[Records contained in a dataset]
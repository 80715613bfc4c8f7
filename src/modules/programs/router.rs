use axum::{Router, routing::get};

use super::controller::{
    create_program, delete_program, get_program, list_programs, update_program,
};
use crate::state::AppState;

pub fn init_programs_router() -> Router<AppState> {
    Router::new()
        .route("/", get(list_programs).post(create_program))
        .route(
            "/{id}",
            get(get_program).put(update_program).delete(delete_program),
        )
}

Task brief -
The data above must be reproduced in full, exactly as given.

Expected answer -
repository 80715613bfc4c8f7
filename src/modules/programs/router.rs
use axum::{Router, routing::get};

use super::controller::{
    create_program, delete_program, get_program, list_programs, update_program,
};
use crate::state::AppState;

pub fn init_programs_router() -> Router<AppState> {
    Router::new()
        .route("/", get(list_programs).post(create_program))
        .route(
            "/{id}",
            get(get_program).put(update_program).delete(delete_program),
        )
}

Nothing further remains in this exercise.